Thrombophilias are hereditary and acquired conditions characterized by an excessive tendency of the body to form thrombi in the blood vessels. Idiopathic venous thrombosis can often occur in childhood and can also be associated with certain genetic variants of hereditary predisposition to thrombophilia.Purpose.

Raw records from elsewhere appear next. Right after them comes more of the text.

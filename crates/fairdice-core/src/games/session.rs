//! Game session state machine.
//!
//! One playthrough: a fairness exchange decides who selects a die first,
//! both sides claim distinct dice, then one fairness exchange per side
//! resolves its roll. The player can quit at any prompt, which aborts the
//! whole session with no declared result.

use super::DiceSet;
use crate::channel::InteractionChannel;
use crate::protocol::{
    run_exchange, Choice, FairnessError, GameId, Participant, ProtocolOutcome, RoundResult,
};
use rand::{CryptoRng, Rng, RngCore};
use serde::{Deserialize, Serialize};
use thiserror::Error;

/// Errors from a game session
#[derive(Debug, Error)]
pub enum GameError {
    #[error(transparent)]
    Fairness(#[from] FairnessError),

    #[error("channel chose die {index}, which is not available")]
    DieUnavailable { index: usize },
}

/// Observable session milestones, announced through the channel
#[derive(Clone, Copy, Debug, PartialEq, Eq, Serialize, Deserialize)]
pub enum GameEvent {
    /// Turn order decided: this participant selects a die first
    FirstPicker(Participant),
    /// A participant claimed a die
    DiePicked { by: Participant, index: usize },
    /// A participant's roll resolved to a face value
    Rolled { by: Participant, face: u32 },
    /// Final result of the round
    Finished(RoundResult),
}

/// How a session ended
#[derive(Clone, Copy, Debug, PartialEq, Eq, Serialize, Deserialize)]
pub enum SessionOutcome {
    /// Both rolls resolved and compared
    Resolved(RoundResult),
    /// The player quit at a prompt; no result declared
    Aborted,
}

/// One playthrough over a fixed set of dice.
///
/// Two independent randomness sources: the crypto rng backs the fairness
/// exchanges, while the AI rng only drives the computer's die pick and may
/// be a seeded stand-in under test.
pub struct GameSession<'a, R, A> {
    id: GameId,
    dice: &'a DiceSet,
    crypto_rng: R,
    ai_rng: A,
}

impl<'a, R, A> GameSession<'a, R, A>
where
    R: RngCore + CryptoRng,
    A: RngCore,
{
    pub fn new(dice: &'a DiceSet, crypto_rng: R, ai_rng: A) -> Self {
        Self {
            id: GameId::new(),
            dice,
            crypto_rng,
            ai_rng,
        }
    }

    /// This session's identifier, for logs
    pub fn id(&self) -> GameId {
        self.id
    }

    /// Play the session to a terminal state.
    ///
    /// Turn-order convention: combined value 0 means the player selects a
    /// die first, 1 means the computer does.
    pub fn play<C>(mut self, channel: &mut C) -> Result<SessionOutcome, GameError>
    where
        C: InteractionChannel + ?Sized,
    {
        let first = match run_exchange(2, &mut self.crypto_rng, channel)? {
            ProtocolOutcome::Cancelled => return Ok(SessionOutcome::Aborted),
            ProtocolOutcome::Agreed(result) => match result.value {
                0 => Participant::Player,
                _ => Participant::Computer,
            },
        };
        channel.announce(GameEvent::FirstPicker(first));

        let (computer_die, player_die) = match self.select_dice(first, channel)? {
            Some(pair) => pair,
            None => return Ok(SessionOutcome::Aborted),
        };

        // The computer's roll always resolves first; the toss only governs
        // die selection.
        let computer_face = match self.roll(Participant::Computer, computer_die, channel)? {
            Some(face) => face,
            None => return Ok(SessionOutcome::Aborted),
        };
        let player_face = match self.roll(Participant::Player, player_die, channel)? {
            Some(face) => face,
            None => return Ok(SessionOutcome::Aborted),
        };

        let result = if computer_face > player_face {
            RoundResult::ComputerWins
        } else if player_face > computer_face {
            RoundResult::PlayerWins
        } else {
            RoundResult::Tie
        };
        channel.announce(GameEvent::Finished(result));
        Ok(SessionOutcome::Resolved(result))
    }

    /// Claim one die per side, first mover first.
    ///
    /// Returns `(computer die, player die)`, or None if the player quit.
    fn select_dice<C>(
        &mut self,
        first: Participant,
        channel: &mut C,
    ) -> Result<Option<(usize, usize)>, GameError>
    where
        C: InteractionChannel + ?Sized,
    {
        match first {
            Participant::Computer => {
                let computer = self.pick_random_die(None);
                channel.announce(GameEvent::DiePicked {
                    by: Participant::Computer,
                    index: computer,
                });
                let player = match self.pick_player_die(Some(computer), channel)? {
                    Some(index) => index,
                    None => return Ok(None),
                };
                Ok(Some((computer, player)))
            }
            Participant::Player => {
                let player = match self.pick_player_die(None, channel)? {
                    Some(index) => index,
                    None => return Ok(None),
                };
                let computer = self.pick_random_die(Some(player));
                channel.announce(GameEvent::DiePicked {
                    by: Participant::Computer,
                    index: computer,
                });
                Ok(Some((computer, player)))
            }
        }
    }

    fn pick_random_die(&mut self, taken: Option<usize>) -> usize {
        let available = self.dice.available(taken);
        available[self.ai_rng.gen_range(0..available.len())]
    }

    fn pick_player_die<C>(
        &mut self,
        taken: Option<usize>,
        channel: &mut C,
    ) -> Result<Option<usize>, GameError>
    where
        C: InteractionChannel + ?Sized,
    {
        let index = match channel.request_die_choice(self.dice, taken) {
            Choice::Picked(n) => n as usize,
            Choice::Quit => return Ok(None),
        };
        if index >= self.dice.len() || Some(index) == taken {
            return Err(GameError::DieUnavailable { index });
        }
        channel.announce(GameEvent::DiePicked {
            by: Participant::Player,
            index,
        });
        Ok(Some(index))
    }

    /// Resolve one roll: a fairness exchange over the die's face count,
    /// indexing into its face list. Returns None if the player quit.
    fn roll<C>(
        &mut self,
        by: Participant,
        die_index: usize,
        channel: &mut C,
    ) -> Result<Option<u32>, GameError>
    where
        C: InteractionChannel + ?Sized,
    {
        let die = &self.dice[die_index];
        match run_exchange(die.face_count(), &mut self.crypto_rng, channel)? {
            ProtocolOutcome::Cancelled => Ok(None),
            ProtocolOutcome::Agreed(result) => {
                let face = die.face(result.value as usize);
                channel.announce(GameEvent::Rolled { by, face });
                Ok(Some(face))
            }
        }
    }
}
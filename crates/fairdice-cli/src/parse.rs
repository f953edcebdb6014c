//! Command-line die parsing.

use fairdice_core::{DiceSet, Die};
use thiserror::Error;

const USAGE_EXAMPLE: &str = "example: fairdice 2,2,4,4,9,9 6,8,1,1,8,6 7,5,3,7,5,3";

/// Errors from die configuration parsing
#[derive(Debug, Error, PartialEq, Eq)]
pub enum ParseDiceError {
    #[error("at least 3 dice are required, got {got}\n{USAGE_EXAMPLE}")]
    NotEnoughDice { got: usize },

    #[error("die #{position} has no faces\n{USAGE_EXAMPLE}")]
    EmptyDie { position: usize },

    #[error("die #{position} has invalid face {face:?}: faces must be non-negative integers\n{USAGE_EXAMPLE}")]
    InvalidFace { position: usize, face: String },
}

/// Parse die definitions, one comma-separated face list per argument.
///
/// This is the only place die input is validated; the core assumes the
/// returned set is well-formed.
pub fn parse_dice(args: &[String]) -> Result<DiceSet, ParseDiceError> {
    if args.len() < 3 {
        return Err(ParseDiceError::NotEnoughDice { got: args.len() });
    }

    let mut dice = Vec::with_capacity(args.len());
    for (position, arg) in args.iter().enumerate() {
        let position = position + 1;
        if arg.trim().is_empty() {
            return Err(ParseDiceError::EmptyDie { position });
        }
        let mut faces = Vec::new();
        for face in arg.split(',') {
            let face = face.trim();
            match face.parse::<u32>() {
                Ok(value) => faces.push(value),
                Err(_) => {
                    return Err(ParseDiceError::InvalidFace {
                        position,
                        face: face.to_string(),
                    })
                }
            }
        }
        dice.push(Die::new(faces));
    }
    Ok(DiceSet::new(dice))
}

To analyze the association of 8 genetic variants (F2 20210G>A, F5 1691G>A, F7 10976G>A, F13 G>T, ITGA2 807C>T, ITGB3 1565 T>C, PAI-1–675 5G>4G) with venous thrombosis in children born to mothers with a burdened obstetric and gynecological history.Material and methods. The patient group included 322 children aged 7 to 14 years (average age 9.3 years), who had a history of episodes of venous thrombosis of various locations, born to mothers with obstetric and gynecological history. The comparison group included 159 healthy children also aged from 7 to 14 years (average age 9.5 years), who did not have a history of episodes of venous thrombosis and who were also born to mothers with obstetric and gynecological history. Molecular genetic analysis was carried out using real-time PCR with automatic analysis of melting curves.Results. Based on the results of an analysis of the association of genetic variants with venous thrombosis in children born to mothers with obstetric and gynecological history, a connection with this pathology was established for genetic variants F5 1691G>A (genotype GA+AA, OR=3.33, 95% CI: 1.19 — 9.36), ITGA2 807C >T (TT genotype (OR=1.92, 95% CI:1.20 — 3.06) and heterozygous CT (OR=1.46, 95% CI: 1.10 — 1.93)) and ITGB3 1565 T>C (CC genotype (OR=2.77 95% CI:1.08 — 7.02) and TC (OR=1.40, 95% CI: 1.07 — 1.83)).Conclusion. Thus, we established an association of 3 genetic variants (Leiden mutation, ITGA2 807C>T and ITGB3 1565 T>C) with venous thrombosis in children born to mothers with obstetric and gynecological history.